# Task brief
Count the lines below containing "were". Number only.
☆ ☆ ☆ ☆ ☆
//! List reconciliation.
//!
//! A content hole bound to a list keeps one [`ListItem`] per entry. On
//! update, new entries are matched to old items by value, old hole items
//! left over are recycled for new entries of the same template, the rest
//! is rendered fresh, and [`diff`] moves the DOM from the old unit order to
//! the new one with few insertions and removals.

use std::collections::{HashMap, HashSet, VecDeque};

use crate::dom::{DomError, Handle};
use crate::engine::Engine;
use crate::error::{Result, TagtreeError};
use crate::fragment::Unit;
use crate::instance::Instance;
use crate::template::TemplateId;
use crate::value::Value;

/// One rendered list entry.
pub(crate) struct ListItem {
    key: Value,
    unit: Unit,
    instance: Option<Box<Instance>>,
}

impl ListItem {
    pub(crate) fn unit(&self) -> &Unit {
        &self.unit
    }

    fn template_id(&self) -> Option<TemplateId> {
        self.instance.as_ref().and_then(|instance| instance.template_id())
    }
}

/// Counts of the DOM operations one [`diff`] performed.
#[derive(Debug, Clone, Copy, Default, PartialEq, Eq)]
pub struct DiffOps {
    pub inserted: usize,
    pub removed: usize,
    pub replaced: usize,
    pub swapped: usize,
}

/// Brings the children of `parent` that belong to the list in line with
/// `values`, inserting before `anchor`. `items` holds the rendered entries
/// in order and is left as it was when an entry fails to render.
pub(crate) fn reconcile(
    engine: &Engine,
    parent: &Handle,
    anchor: &Handle,
    items: &mut Vec<ListItem>,
    values: &[Value],
) -> Result<()> {
    if items.is_empty() && values.is_empty() {
        return Ok(());
    }

    let mut old_units: Vec<Unit> = items.iter().map(|item| item.unit.clone()).collect();
    let mut slots: Vec<Option<ListItem>> = std::mem::take(items).into_iter().map(Some).collect();

    let mut placed = Vec::with_capacity(values.len());
    let recycled = match place(engine, &mut slots, &mut placed, values) {
        Ok(recycled) => recycled,
        Err(err) => {
            // fresh entries were never inserted; old ones go back to their slots
            for (origin, item) in placed {
                if let Some(index) = origin {
                    slots[index] = Some(item);
                }
            }
            *items = slots.into_iter().flatten().collect();
            return Err(err);
        }
    };

    let new_units: Vec<Unit> = placed.iter().map(|(_, item)| item.unit.clone()).collect();
    let ops = diff(
        parent,
        &mut old_units,
        &new_units,
        anchor,
        engine.config().reconcile.swap_fast_path,
    )?;

    let mut dropped = 0;
    for item in slots.into_iter().flatten() {
        if item.unit.parent().as_ref() == Some(parent) {
            item.unit.remove()?;
        }
        dropped += 1;
    }

    *items = placed.into_iter().map(|(_, item)| item).collect();
    log::trace!(
        "reconciled list: {} items, {} recycled, {} dropped, {:?}",
        items.len(),
        recycled,
        dropped,
        ops
    );
    Ok(())
}

/// Fills `placed` with one item per value, each tagged with the old slot it
/// came from. Returns how many old items were recycled for a new value.
fn place(
    engine: &Engine,
    slots: &mut [Option<ListItem>],
    placed: &mut Vec<(Option<usize>, ListItem)>,
    values: &[Value],
) -> Result<usize> {
    // first come, first served among equal keys
    let claims: Vec<Option<usize>> = {
        let mut by_key: HashMap<&Value, VecDeque<usize>> = HashMap::new();
        for (index, item) in slots.iter().enumerate() {
            if let Some(item) = item {
                by_key.entry(&item.key).or_default().push_back(index);
            }
        }
        values
            .iter()
            .map(|value| by_key.get_mut(value).and_then(VecDeque::pop_front))
            .collect()
    };

    let mut claimed = vec![false; slots.len()];
    for index in claims.iter().flatten() {
        claimed[*index] = true;
    }
    let mut spare: HashMap<TemplateId, VecDeque<usize>> = HashMap::new();
    for (index, item) in slots.iter().enumerate() {
        if let (false, Some(id)) = (claimed[index], item.as_ref().and_then(ListItem::template_id)) {
            spare.entry(id).or_default().push_back(index);
        }
    }

    let mut seen_nodes = HashSet::new();
    let mut recycled = 0;

    for (index, (value, claim)) in values.iter().zip(&claims).enumerate() {
        if let Value::Node(node) = value
            && !seen_nodes.insert(node.clone())
        {
            return Err(TagtreeError::InvalidListItem {
                index,
                found: "node that is already in the list",
            });
        }

        if let Some(slot) = *claim
            && let Some(item) = slots[slot].take()
        {
            placed.push((Some(slot), item));
            continue;
        }

        let spare_slot = match value {
            Value::Hole(hole) => spare.get_mut(&hole.id()).and_then(VecDeque::pop_front),
            _ => None,
        };

        match (value, spare_slot.and_then(|slot| Some((slot, slots[slot].take()?)))) {
            (Value::Hole(hole), Some((slot, mut item))) => {
                if let Some(instance) = item.instance.as_mut() {
                    match instance.update(engine, hole) {
                        Ok(unit) => item.unit = unit,
                        Err(err) => {
                            slots[slot] = Some(item);
                            return Err(err);
                        }
                    }
                }
                item.key = value.clone();
                recycled += 1;
                placed.push((Some(slot), item));
            }
            _ => placed.push((None, render_item(engine, value, index)?)),
        }
    }
    Ok(recycled)
}

fn render_item(engine: &Engine, value: &Value, index: usize) -> Result<ListItem> {
    let (unit, instance) = match value {
        Value::Hole(hole) => {
            let (instance, unit) = Instance::create(engine, hole)?;
            (unit, Some(Box::new(instance)))
        }
        Value::Node(node) => (Unit::Node(node.clone()), None),
        Value::List(_) | Value::Map(_) | Value::Listener(_) | Value::Ref(_) => {
            return Err(TagtreeError::InvalidListItem {
                index,
                found: value.type_name(),
            });
        }
        primitive => (
            Unit::Node(engine.document().create_text(primitive.to_text())),
            None,
        ),
    };
    Ok(ListItem {
        key: value.clone(),
        unit,
        instance,
    })
}

/// Rewrites the DOM from unit order `a` to unit order `b`.
///
/// Units in `b` that are not in the DOM yet are inserted, units of `a`
/// missing from `b` are removed. `before` is the node the whole list sits
/// in front of. `a` is used as scratch space.
pub fn diff(
    parent: &Handle,
    a: &mut [Unit],
    b: &[Unit],
    before: &Handle,
    swap_fast_path: bool,
) -> std::result::Result<DiffOps, DomError> {
    let b_length = b.len();
    let mut a_end = a.len();
    let mut b_end = b_length;
    let mut a_start = 0;
    let mut b_start = 0;
    let mut future: Option<HashMap<Handle, usize>> = None;
    let mut ops = DiffOps::default();

    while a_start < a_end || b_start < b_end {
        if a_end == a_start {
            // whatever is left of `b` goes in one run
            let node = if b_end < b_length {
                if b_start > 0 {
                    b[b_start - 1].last().next_sibling()
                } else {
                    Some(b[b_end - b_start].first())
                }
            } else {
                Some(before.clone())
            };
            while b_start < b_end {
                b[b_start].insert_before(parent, node.as_ref())?;
                b_start += 1;
                ops.inserted += 1;
            }
        } else if b_end == b_start {
            // whatever is left of `a` goes, unless `b` still uses it
            while a_start < a_end {
                let live = future
                    .as_ref()
                    .is_some_and(|future| future.contains_key(&a[a_start].first()));
                if !live {
                    a[a_start].remove()?;
                    ops.removed += 1;
                }
                a_start += 1;
            }
        } else if a[a_start].same(&b[b_start]) {
            a_start += 1;
            b_start += 1;
        } else if a[a_end - 1].same(&b[b_end - 1]) {
            a_end -= 1;
            b_end -= 1;
        } else if swap_fast_path
            && a[a_start].same(&b[b_end - 1])
            && b[b_start].same(&a[a_end - 1])
        {
            a_end -= 1;
            let node = a[a_end].last().next_sibling();
            let reference = a[a_start].last().next_sibling();
            b[b_start].insert_before(parent, reference.as_ref())?;
            a_start += 1;
            b_start += 1;
            b_end -= 1;
            b[b_end].insert_before(parent, node.as_ref())?;
            // the slot now matches and will be skipped as a same tail
            a[a_end] = b[b_end].clone();
            ops.swapped += 1;
        } else {
            let future = future.get_or_insert_with(|| {
                (b_start..b_end).map(|i| (b[i].first(), i)).collect()
            });
            match future.get(&a[a_start].first()).copied() {
                Some(index) if b_start < index && index < b_end => {
                    let mut i = a_start;
                    let mut sequence = 1;
                    loop {
                        i += 1;
                        let continues = i < a_end
                            && i < b_end
                            && future.get(&a[i].first()) == Some(&(index + sequence));
                        if !continues {
                            break;
                        }
                        sequence += 1;
                    }

                    if sequence > index - b_start {
                        // cheaper to insert the gap and realign on the run
                        let node = a[a_start].first();
                        while b_start < index {
                            b[b_start].insert_before(parent, Some(&node))?;
                            b_start += 1;
                            ops.inserted += 1;
                        }
                    } else {
                        b[b_start].insert_before(parent, Some(&a[a_start].first()))?;
                        a[a_start].remove()?;
                        a_start += 1;
                        b_start += 1;
                        ops.replaced += 1;
                    }
                }
                Some(_) => a_start += 1,
                None => {
                    a[a_start].remove()?;
                    a_start += 1;
                    ops.removed += 1;
                }
            }
        }
    }
    Ok(ops)
}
☆ ☆ ☆ ☆ ☆
# Output of the exercise
2